# Problem statement
Return, exactly as written, every line from the first line of the data below through the line that contains "a column definition".

* * * * * * * * *

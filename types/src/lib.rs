//! Schema model types for strata
//!
//! Plain value types describing an introspected relational schema:
//!
//! - [`Table`] - a table with its columns, indexes, foreign keys and options
//! - [`Column`] - a column definition with its [`ColumnType`] and options
//! - [`Index`] - an ordered, optionally unique or fulltext index
//! - [`ForeignKey`] - a (possibly composite) reference to another table
//! - [`OptionValue`] - the scalar/array values carried by table and column options
//!
//! The types carry no behaviour beyond construction and lookup. They are built
//! fresh from introspection results, handed to the code generator, and dropped.

mod column;
mod foreign_key;
mod index;
mod table;
mod value;

pub use column::{Column, ColumnOption, ColumnType};
pub use foreign_key::ForeignKey;
pub use index::{Index, PRIMARY_INDEX};
pub use table::{Table, TableOptions};
pub use value::OptionValue;
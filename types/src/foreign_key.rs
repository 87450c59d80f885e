//! Foreign key definitions

/// A foreign key from local columns to columns of another table.
///
/// The referenced table is held by name only. `columns` and
/// `referenced_columns` pair up positionally; see [`ForeignKey::is_well_formed`].
#[derive(Clone, Debug, PartialEq, Eq)]
pub struct ForeignKey {
    pub columns: Vec<String>,
    pub referenced_table: String,
    pub referenced_columns: Vec<String>,
}

impl ForeignKey {
    #[must_use]
    pub fn new<L, R>(
        columns: impl IntoIterator<Item = L>,
        referenced_table: impl Into<String>,
        referenced_columns: impl IntoIterator<Item = R>,
    ) -> Self
    where
        L: Into<String>,
        R: Into<String>,
    {
        Self {
            columns: columns.into_iter().map(Into::into).collect(),
            referenced_table: referenced_table.into(),
            referenced_columns: referenced_columns.into_iter().map(Into::into).collect(),
        }
    }

    /// Both column lists are non-empty and of equal length
    pub fn is_well_formed(&self) -> bool {
        !self.columns.is_empty() && self.columns.len() == self.referenced_columns.len()
    }
}
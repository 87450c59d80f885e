//! `schema:dump` workflow

use super::{Prompt, Target, WorkflowError};
use crate::adapter::{AdapterError, SchemaAdapter};
use crate::config::Environment;
use std::path::PathBuf;
use std::time::{Duration, Instant};

/// Question asked before creating a missing schema directory
pub const CREATE_DIRECTORY_QUESTION: &str = "Create migrations directory?";

#[derive(Debug, Clone, PartialEq, Eq)]
pub enum DumpOutcome {
    /// The database has no tables; nothing was written
    Empty,
    /// The schema script was written
    Written { path: PathBuf, elapsed: Duration },
}

impl DumpOutcome {
    pub const EMPTY_MESSAGE: &'static str = "Database is empty. Nothing to dump!";
}

/// Dump the target database's schema to its schema file.
///
/// A missing schema directory is created after confirmation (default yes).
/// An existing schema file is overwritten.
pub fn run<A, F>(target: &Target, open: F, prompt: &mut dyn Prompt) -> Result<DumpOutcome, WorkflowError>
where
    A: SchemaAdapter,
    F: FnOnce(&Environment) -> Result<A, AdapterError>,
{
    let dir = target.schema_dir();
    if !dir.exists() && prompt.confirm(CREATE_DIRECTORY_QUESTION, true)? {
        std::fs::create_dir_all(dir)
            .map_err(|e| WorkflowError::CreateDirectory(dir.to_path_buf(), e))?;
        tracing::info!(dir = %dir.display(), "created schema directory");
    }
    if !dir.is_dir() {
        return Err(WorkflowError::MissingDirectory(dir.to_path_buf()));
    }

    let mut adapter = open(&target.env).map_err(WorkflowError::Dump)?;

    let start = Instant::now();
    let dump = adapter.schema_dump().map_err(WorkflowError::Dump)?;
    let elapsed = start.elapsed();

    let Some(dump) = dump.filter(|d| !d.is_empty()) else {
        tracing::info!(environment = %target.environment, "database is empty");
        return Ok(DumpOutcome::Empty);
    };

    let path = target.schema_file.clone();
    std::fs::write(&path, dump).map_err(|e| WorkflowError::Write(path.clone(), e))?;
    tracing::info!(path = %path.display(), ?elapsed, "schema dumped");

    Ok(DumpOutcome::Written { path, elapsed })
}
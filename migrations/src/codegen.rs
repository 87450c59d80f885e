//! Schema code generation
//!
//! Renders schema model values as the argument lists a schema script passes to
//! `table(..)`, `addColumn(..)`, `addIndex(..)` and `addForeignKey(..)`.
//!
//! Output is deterministic: the same model always renders to the same bytes,
//! so re-dumping an unchanged database produces no diff. Every value goes
//! through [`format_value`], the one formatting contract shared by table and
//! column options.

use strata_types::{Column, ColumnOption, ForeignKey, Index, OptionValue, Table};

/// Options emitted for a table without a primary key. No other option is
/// rendered for such a table.
pub const NO_PRIMARY_KEY_OPTIONS: &str = "array('id' => false)";

// =============================================================================
// Literals
// =============================================================================

/// Render a single-quoted string literal, escaping `\` and `'`.
pub fn quote(s: &str) -> String {
    let mut out = String::with_capacity(s.len() + 2);
    out.push('\'');
    for c in s.chars() {
        if matches!(c, '\\' | '\'') {
            out.push('\\');
        }
        out.push(c);
    }
    out.push('\'');
    out
}

/// Render an ordered list of quoted strings as `array('a', 'b')`.
pub fn quoted_list<S: AsRef<str>>(items: &[S]) -> String {
    let items: Vec<String> = items.iter().map(|s| quote(s.as_ref())).collect();
    format!("array({})", items.join(", "))
}

/// Format an option value: numbers unquoted, booleans as `true`/`false`,
/// lists via [`quoted_list`], expressions as `literal('..')`, everything else
/// as a quoted string.
pub fn format_value(value: &OptionValue) -> String {
    match value {
        OptionValue::Null => "null".to_string(),
        OptionValue::Bool(true) => "true".to_string(),
        OptionValue::Bool(false) => "false".to_string(),
        OptionValue::Int(n) => n.to_string(),
        // Debug keeps the fractional part (`1.0`), so floats never re-read as ints
        OptionValue::Float(f) if f.is_finite() => format!("{f:?}"),
        // inf and NaN have no literal form
        OptionValue::Float(f) => quote(&f.to_string()),
        OptionValue::Str(s) => quote(s),
        OptionValue::List(items) => quoted_list(items),
        OptionValue::Expr(sql) => format!("literal({})", quote(sql)),
    }
}

fn option_pair(key: &str, value: &OptionValue) -> String {
    format!("{}=>{}", quote(key), format_value(value))
}

// =============================================================================
// Tables
// =============================================================================

/// Whether `column` is the table's sole implicit primary key.
///
/// Rules apply in order:
/// 1. a `primary_key` option listing `"id"` means no column is implicit
/// 2. a column named `"id"` on a table without an `id` option is implicit
/// 3. a column named by the `id` option is implicit (`id => true` names `"id"`)
/// 4. otherwise not
pub fn is_single_primary_key(table: &Table, column: &Column) -> bool {
    let options = &table.options;

    if options.primary_key().iter().any(|c| c == "id") {
        return false;
    }

    match options.id() {
        None | Some(OptionValue::Bool(true)) => column.name == "id",
        Some(OptionValue::Str(id)) => *id == column.name,
        Some(_) => false,
    }
}

/// Render the options map passed to `table(..)`.
///
/// Tables without a `PRIMARY` index collapse to [`NO_PRIMARY_KEY_OPTIONS`].
pub fn table_options(table: &Table) -> String {
    if table.primary_index().is_none() {
        return NO_PRIMARY_KEY_OPTIONS.to_string();
    }

    let parts: Vec<String> = table
        .options
        .iter()
        .map(|(key, value)| option_pair(key, value))
        .collect();

    format!("array({})", parts.join(", "))
}

// =============================================================================
// Columns
// =============================================================================

/// Render the options map for `addColumn(..)`, or an empty string when no
/// option applies.
///
/// Options are visited in [`ColumnOption::ALL`] order. Unset and null values
/// are skipped, as is `null => false` (the implicit default).
pub fn column_options(column: &Column) -> String {
    let parts: Vec<String> = ColumnOption::ALL
        .into_iter()
        .filter_map(|option| {
            let value = option.read(column)?;
            if value.is_null() {
                return None;
            }
            if option == ColumnOption::Null && value == OptionValue::Bool(false) {
                return None;
            }
            Some(option_pair(option.key(), &value))
        })
        .collect();

    if parts.is_empty() {
        String::new()
    } else {
        format!("array({})", parts.join(","))
    }
}

/// Render the arguments of `addColumn(..)`: name, type and optional options.
pub fn add_column_arguments(column: &Column) -> String {
    let mut args = vec![quote(&column.name), quote(column.column_type.as_str())];

    let options = column_options(column);
    if !options.is_empty() {
        args.push(options);
    }

    args.join(", ")
}

// =============================================================================
// Foreign Keys & Indexes
// =============================================================================

fn column_list(columns: &[String]) -> String {
    match columns {
        [single] => quote(single),
        many => quoted_list(many),
    }
}

/// Render a complete `addForeignKey(..)` invocation.
///
/// Single-column keys use quoted scalars, composite keys ordered lists.
pub fn foreign_key(fk: &ForeignKey) -> String {
    format!(
        "addForeignKey({}, {}, {})",
        column_list(&fk.columns),
        quote(&fk.referenced_table),
        column_list(&fk.referenced_columns)
    )
}

/// Render the arguments of `addIndex(..)` under an explicit name.
///
/// The options map always holds `name`, then `type`, `unique` and `limit`
/// when set, in that order.
pub fn index(index: &Index, name: &str) -> String {
    let mut options = vec![format!("'name' => {}", quote(name))];

    if index.fulltext {
        options.push("'type' => 'fulltext'".to_string());
    }
    if index.unique {
        options.push("'unique' => true".to_string());
    }
    if let Some(limit) = index.limit.filter(|limit| *limit > 0) {
        options.push(format!("'limit' => {limit}"));
    }

    format!("{}, array({})", quoted_list(&index.columns), options.join(", "))
}
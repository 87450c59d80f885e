//! Interactive confirmation via `inquire`

use inquire::Confirm;
use std::io::{self, IsTerminal};
use strata_migrations::{Prompt, WorkflowError};

/// Asks on the terminal; answers with the default when stdin is not a terminal.
#[derive(Debug, Default)]
pub struct TerminalPrompt;

impl Prompt for TerminalPrompt {
    fn confirm(&mut self, message: &str, default: bool) -> Result<bool, WorkflowError> {
        if !io::stdin().is_terminal() {
            tracing::debug!(question = message, default, "stdin is not a terminal, using default answer");
            return Ok(default);
        }

        Confirm::new(message)
            .with_default(default)
            .prompt()
            .map_err(|e| WorkflowError::Prompt(format!("Prompt cancelled: {e}")))
    }
}
// =============================================================================
// Interpretation
// =============================================================================

fn apply_block(source: &str, tables: &mut Vec<Table>, block: Block<'_>) -> Result<(), ParseError> {
    let Some((terminal, body)) = block.calls.split_last() else {
        return Err(ParseError::at(
            source,
            block.at,
            "table block must end with ->create() or ->update()",
        ));
    };
    let creating = match terminal.name {
        "create" => true,
        "update" => false,
        other => {
            return Err(ParseError::at(
                source,
                terminal.at,
                format!("expected ->create() or ->update(), found ->{other}()"),
            ));
        }
    };
    if !terminal.args.is_empty() {
        return Err(ParseError::at(
            source,
            terminal.at,
            format!("->{}() takes no arguments", terminal.name),
        ));
    }

    let mut args = block.args.into_iter();
    let name = match args.next() {
        Some(Literal::Str(name)) => name,
        _ => return Err(ParseError::at(source, block.at, "table() expects a quoted table name")),
    };
    let options = args
        .next()
        .map(table_options)
        .transpose()
        .map_err(|message| ParseError::at(source, block.at, message))?;
    if args.next().is_some() {
        return Err(ParseError::at(source, block.at, "table() takes at most two arguments"));
    }

    if creating {
        if tables.iter().any(|t| t.name == name) {
            return Err(ParseError::at(
                source,
                block.at,
                format!("table '{name}' is created twice"),
            ));
        }
        let mut table = Table::new(name);
        table.options = options.unwrap_or_default();
        if let Some(primary) = implied_primary_index(&table) {
            table.indexes.push(primary);
        }
        apply_calls(source, &mut table, body)?;
        tables.push(table);
    } else {
        if options.as_ref().is_some_and(|o| !o.is_empty()) {
            return Err(ParseError::at(
                source,
                block.at,
                "update() blocks cannot change table options",
            ));
        }
        let Some(table) = tables.iter_mut().find(|t| t.name == name) else {
            return Err(ParseError::at(
                source,
                block.at,
                format!("table '{name}' is updated before it is created"),
            ));
        };
        apply_calls(source, table, body)?;
    }

    Ok(())
}

fn apply_calls(source: &str, table: &mut Table, calls: &[Call<'_>]) -> Result<(), ParseError> {
    for call in calls {
        let args = call.args.clone();
        let applied = match call.name {
            "addColumn" => column_from_args(args).map(|c| table.columns.push(c)),
            "addIndex" => index_from_args(args).map(|i| table.indexes.push(i)),
            "addForeignKey" => foreign_key_from_args(args).map(|fk| table.foreign_keys.push(fk)),
            "create" | "update" => Err(format!("->{}() must be the last call of a block", call.name)),
            other => Err(format!("unknown call ->{other}()")),
        };
        applied.map_err(|message| ParseError::at(source, call.at, message))?;
    }
    Ok(())
}

fn into_value(literal: Literal) -> Result<OptionValue, String> {
    Ok(match literal {
        Literal::Null => OptionValue::Null,
        Literal::Bool(b) => OptionValue::Bool(b),
        Literal::Int(n) => OptionValue::Int(n),
        Literal::Float(f) => OptionValue::Float(f),
        Literal::Str(s) => OptionValue::Str(s),
        Literal::Expr(sql) => OptionValue::Expr(sql),
        Literal::Array(entries) => OptionValue::List(string_entries(entries)?),
    })
}

fn string_entries(entries: Vec<(Option<Literal>, Literal)>) -> Result<Vec<String>, String> {
    entries
        .into_iter()
        .map(|entry| match entry {
            (None, Literal::Str(s)) => Ok(s),
            _ => Err("expected a list of quoted strings".to_string()),
        })
        .collect()
}

fn into_map(literal: Literal) -> Result<Vec<(String, Literal)>, String> {
    let Literal::Array(entries) = literal else {
        return Err("expected an options map".to_string());
    };
    entries
        .into_iter()
        .map(|entry| match entry {
            (Some(Literal::Str(key)), value) => Ok((key, value)),
            _ => Err("expected 'key' => value pairs in options map".to_string()),
        })
        .collect()
}

/// A quoted scalar or a list of quoted strings
fn into_names(literal: Literal) -> Result<Vec<String>, String> {
    match literal {
        Literal::Str(s) => Ok(vec![s]),
        Literal::Array(entries) => string_entries(entries),
        _ => Err("expected a column name or a list of column names".to_string()),
    }
}
//! CLI output helpers for consistent formatting.

use colored::Colorize;
use std::time::Duration;

pub fn heading(text: &str) -> String {
    format!("{}", text.bright_cyan())
}

pub fn label(text: &str) -> String {
    format!("{}", text.green())
}

pub fn muted(text: &str) -> String {
    format!("{}", text.bright_black())
}

pub fn warning(text: &str) -> String {
    format!("{}", text.yellow())
}

pub fn warn_line(text: &str) -> String {
    format!("{} {}", "warning".yellow(), text)
}

/// `label value` line, e.g. `using adapter sqlite`
pub fn setting(name: &str, value: impl std::fmt::Display) -> String {
    format!("{} {}", label(name), value)
}

pub fn elapsed(elapsed: Duration) -> String {
    warning(&format!("All Done. Took {:.4}s", elapsed.as_secs_f64()))
}
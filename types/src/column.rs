//! Column definitions

use crate::OptionValue;
use std::fmt;

// =============================================================================
// Column Types
// =============================================================================

/// Semantic column type tag, independent of any database's spelling.
#[derive(Clone, Debug, PartialEq, Eq, Hash)]
pub enum ColumnType {
    String,
    Char,
    Text,
    Integer,
    BigInteger,
    SmallInteger,
    Float,
    Decimal,
    DateTime,
    Timestamp,
    Time,
    Date,
    Binary,
    Blob,
    Boolean,
    Uuid,
    Json,
    Enum,
    Set,
    /// Any type the model has no dedicated tag for, kept verbatim
    Custom(String),
}

impl ColumnType {
    /// Canonical tag as written in schema scripts
    pub fn as_str(&self) -> &str {
        match self {
            Self::String => "string",
            Self::Char => "char",
            Self::Text => "text",
            Self::Integer => "integer",
            Self::BigInteger => "biginteger",
            Self::SmallInteger => "smallinteger",
            Self::Float => "float",
            Self::Decimal => "decimal",
            Self::DateTime => "datetime",
            Self::Timestamp => "timestamp",
            Self::Time => "time",
            Self::Date => "date",
            Self::Binary => "binary",
            Self::Blob => "blob",
            Self::Boolean => "boolean",
            Self::Uuid => "uuid",
            Self::Json => "json",
            Self::Enum => "enum",
            Self::Set => "set",
            Self::Custom(name) => name,
        }
    }
}

impl From<&str> for ColumnType {
    fn from(tag: &str) -> Self {
        match tag {
            "string" => Self::String,
            "char" => Self::Char,
            "text" => Self::Text,
            "integer" => Self::Integer,
            "biginteger" => Self::BigInteger,
            "smallinteger" => Self::SmallInteger,
            "float" => Self::Float,
            "decimal" => Self::Decimal,
            "datetime" => Self::DateTime,
            "timestamp" => Self::Timestamp,
            "time" => Self::Time,
            "date" => Self::Date,
            "binary" => Self::Binary,
            "blob" => Self::Blob,
            "boolean" => Self::Boolean,
            "uuid" => Self::Uuid,
            "json" => Self::Json,
            "enum" => Self::Enum,
            "set" => Self::Set,
            other => Self::Custom(other.to_string()),
        }
    }
}

impl fmt::Display for ColumnType {
    fn fmt(&self, f: &mut fmt::Formatter<'_>) -> fmt::Result {
        f.write_str(self.as_str())
    }
}

// =============================================================================
// Column
// =============================================================================

/// A table column as produced by introspection.
///
/// `default` distinguishes "no default" (`None`) from "default null"
/// (`Some(OptionValue::Null)`).
#[derive(Clone, Debug, PartialEq)]
pub struct Column {
    pub name: String,
    pub column_type: ColumnType,
    pub limit: Option<u32>,
    pub default: Option<OptionValue>,
    pub null: bool,
    pub precision: Option<u32>,
    pub scale: Option<u32>,
    /// Insertion-position hint: the column this one follows
    pub after: Option<String>,
    /// `ON UPDATE` expression (e.g. `CURRENT_TIMESTAMP`)
    pub update: Option<String>,
    pub comment: Option<String>,
    /// Allowed values for `enum` / `set` columns
    pub values: Option<Vec<String>>,
    pub collation: Option<String>,
}

impl Column {
    /// Create a new NOT NULL column with no options
    #[must_use]
    pub fn new(name: impl Into<String>, column_type: impl Into<ColumnType>) -> Self {
        Self {
            name: name.into(),
            column_type: column_type.into(),
            limit: None,
            default: None,
            null: false,
            precision: None,
            scale: None,
            after: None,
            update: None,
            comment: None,
            values: None,
            collation: None,
        }
    }

    #[must_use]
    pub fn limit(mut self, limit: u32) -> Self {
        self.limit = Some(limit);
        self
    }

    #[must_use]
    pub fn default_value(mut self, value: impl Into<OptionValue>) -> Self {
        self.default = Some(value.into());
        self
    }

    #[must_use]
    pub fn nullable(mut self) -> Self {
        self.null = true;
        self
    }

    #[must_use]
    pub fn precision(mut self, precision: u32, scale: u32) -> Self {
        self.precision = Some(precision);
        self.scale = Some(scale);
        self
    }

    #[must_use]
    pub fn after(mut self, column: impl Into<String>) -> Self {
        self.after = Some(column.into());
        self
    }

    #[must_use]
    pub fn update(mut self, expression: impl Into<String>) -> Self {
        self.update = Some(expression.into());
        self
    }

    #[must_use]
    pub fn comment(mut self, comment: impl Into<String>) -> Self {
        self.comment = Some(comment.into());
        self
    }

    #[must_use]
    pub fn values<S: Into<String>>(mut self, values: impl IntoIterator<Item = S>) -> Self {
        self.values = Some(values.into_iter().map(Into::into).collect());
        self
    }

    #[must_use]
    pub fn collation(mut self, collation: impl Into<String>) -> Self {
        self.collation = Some(collation.into());
        self
    }
}

// =============================================================================
// Column Options
// =============================================================================

/// The closed set of column options a schema script can carry, in render order.
///
/// Each variant maps to exactly one typed field of [`Column`].
#[derive(Clone, Copy, Debug, PartialEq, Eq, Hash)]
pub enum ColumnOption {
    Limit,
    Default,
    Null,
    Precision,
    Scale,
    After,
    Update,
    Comment,
    Values,
    Collation,
}

impl ColumnOption {
    /// Every option, in the fixed order they are rendered
    pub const ALL: [ColumnOption; 10] = [
        Self::Limit,
        Self::Default,
        Self::Null,
        Self::Precision,
        Self::Scale,
        Self::After,
        Self::Update,
        Self::Comment,
        Self::Values,
        Self::Collation,
    ];

    /// Key used for this option in an options map
    pub const fn key(self) -> &'static str {
        match self {
            Self::Limit => "length",
            Self::Default => "default",
            Self::Null => "null",
            Self::Precision => "precision",
            Self::Scale => "scale",
            Self::After => "after",
            Self::Update => "update",
            Self::Comment => "comment",
            Self::Values => "values",
            Self::Collation => "collation",
        }
    }

    /// Look up an option by its map key. `limit` is accepted as an alias of `length`.
    pub fn from_key(key: &str) -> Option<Self> {
        match key {
            "limit" => Some(Self::Limit),
            _ => Self::ALL.into_iter().find(|option| option.key() == key),
        }
    }

    /// Read this option's value from a column; `None` when unset
    pub fn read(self, column: &Column) -> Option<OptionValue> {
        match self {
            Self::Limit => column.limit.map(OptionValue::from),
            Self::Default => column.default.clone(),
            Self::Null => Some(OptionValue::Bool(column.null)),
            Self::Precision => column.precision.map(OptionValue::from),
            Self::Scale => column.scale.map(OptionValue::from),
            Self::After => column.after.clone().map(OptionValue::Str),
            Self::Update => column.update.clone().map(OptionValue::Str),
            Self::Comment => column.comment.clone().map(OptionValue::Str),
            Self::Values => column.values.clone().map(OptionValue::List),
            Self::Collation => column.collation.clone().map(OptionValue::Str),
        }
    }

    /// Store a value into the matching column field.
    ///
    /// Returns the value back when its shape does not fit the field.
    pub fn write(self, column: &mut Column, value: OptionValue) -> Result<(), OptionValue> {
        match (self, value) {
            (Self::Limit, OptionValue::Int(n)) => column.limit = Some(to_u32(n)?),
            (Self::Precision, OptionValue::Int(n)) => column.precision = Some(to_u32(n)?),
            (Self::Scale, OptionValue::Int(n)) => column.scale = Some(to_u32(n)?),
            (Self::Default, OptionValue::List(items)) => return Err(OptionValue::List(items)),
            (Self::Default, value) => column.default = Some(value),
            (Self::Null, OptionValue::Bool(b)) => column.null = b,
            (Self::After, OptionValue::Str(s)) => column.after = Some(s),
            (Self::Update, OptionValue::Str(s)) => column.update = Some(s),
            (Self::Comment, OptionValue::Str(s)) => column.comment = Some(s),
            (Self::Values, OptionValue::List(items)) => column.values = Some(items),
            (Self::Collation, OptionValue::Str(s)) => column.collation = Some(s),
            (_, value) => return Err(value),
        }
        Ok(())
    }
}

fn to_u32(n: i64) -> Result<u32, OptionValue> {
    u32::try_from(n).map_err(|_| OptionValue::Int(n))
}

impl fmt::Display for ColumnOption {
    fn fmt(&self, f: &mut fmt::Formatter<'_>) -> fmt::Result {
        f.write_str(self.key())
    }
}
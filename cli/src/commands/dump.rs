//! `schema:dump` command
//!
//! Writes the configured database's schema to its schema script.

use std::path::Path;
use strata_migrations::workflow::{self, DumpOutcome, Target};
use strata_migrations::{Config, adapter};

use crate::error::CliError;
use crate::output;
use crate::prompt::TerminalPrompt;

/// Run the dump command
pub fn run(config: &Config, environment: Option<&str>, path: Option<&Path>) -> Result<(), CliError> {
    let target = Target::resolve(config, environment, path)?;
    super::report_target(&target);

    match workflow::dump::run(&target, adapter::connect, &mut TerminalPrompt)? {
        DumpOutcome::Empty => println!("{}", output::warning(DumpOutcome::EMPTY_MESSAGE)),
        DumpOutcome::Written { path, elapsed } => {
            println!("{}", output::setting("writing", path.display()));
            println!();
            println!("{}", output::elapsed(elapsed));
        }
    }
    Ok(())
}
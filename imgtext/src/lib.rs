pub mod api;
pub mod config;
pub mod error;
pub mod handler;
pub mod json;
pub mod lambda;
pub mod models;
pub mod ocr;
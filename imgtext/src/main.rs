use std::sync::Arc;

use clap::{Parser, Subcommand};
use tracing_subscriber::{layer::SubscriberExt, util::SubscriberInitExt};

use imgtext::config::{Config, LogFormat};
use imgtext::handler::RequestHandler;
use imgtext::ocr::TextractDetector;

#[derive(Parser)]
#[command(name = "imgtext")]
#[command(about = "Extract text lines from an S3-hosted image with Textract")]
struct Args {
    #[command(subcommand)]
    command: Option<Command>,
}

#[derive(Subcommand)]
enum Command {
    /// Run inside the AWS Lambda runtime (default)
    Lambda,
    /// Serve the function over plain HTTP for local development
    Serve {
        /// Bind host (overrides IMGTEXT_HOST)
        #[arg(long)]
        host: Option<String>,
        /// Bind port (overrides IMGTEXT_PORT)
        #[arg(long)]
        port: Option<u16>,
    },
}

fn init_tracing(format: LogFormat) {
    let filter = tracing_subscriber::EnvFilter::try_from_default_env()
        .unwrap_or_else(|_| "imgtext=info,tower_http=debug".into());

    match format {
        LogFormat::Json => tracing_subscriber::registry()
            .with(filter)
            .with(tracing_subscriber::fmt::layer().json())
            .init(),
        LogFormat::Text => tracing_subscriber::registry()
            .with(filter)
            .with(tracing_subscriber::fmt::layer())
            .init(),
    }
}

#[tokio::main]
async fn main() -> anyhow::Result<()> {
    let args = Args::parse();

    dotenvy::dotenv().ok();

    let mut config = Config::from_env();
    let command = args.command.unwrap_or(Command::Lambda);

    let default_format = match command {
        Command::Lambda => LogFormat::Json,
        Command::Serve { .. } => LogFormat::Text,
    };
    init_tracing(config.logging.format.unwrap_or(default_format));

    tracing::info!("Initializing Textract client...");
    let detector = TextractDetector::from_config(&config.textract).await?;
    let handler = RequestHandler::with_placeholder(Arc::new(detector), &config.address.placeholder);

    match command {
        Command::Lambda => {
            tracing::info!("Starting Lambda runtime");
            imgtext::lambda::run(handler)
                .await
                .map_err(|e| anyhow::anyhow!("Lambda runtime error: {e}"))?;
        }
        Command::Serve { host, port } => {
            if let Some(host) = host {
                config.server.host = host;
            }
            if let Some(port) = port {
                config.server.port = port;
            }
            imgtext::api::serve(&config.server, handler).await?;
        }
    }

    Ok(())
}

* * * * * * * * *

# Problem solution
filename types/src/lib.rs
//! Schema model types for strata
//!
//! Plain value types describing an introspected relational schema:
//!
//! - [`Table`] - a table with its columns, indexes, foreign keys and options
//! - [`Column`] - a column definition with its [`ColumnType`] and options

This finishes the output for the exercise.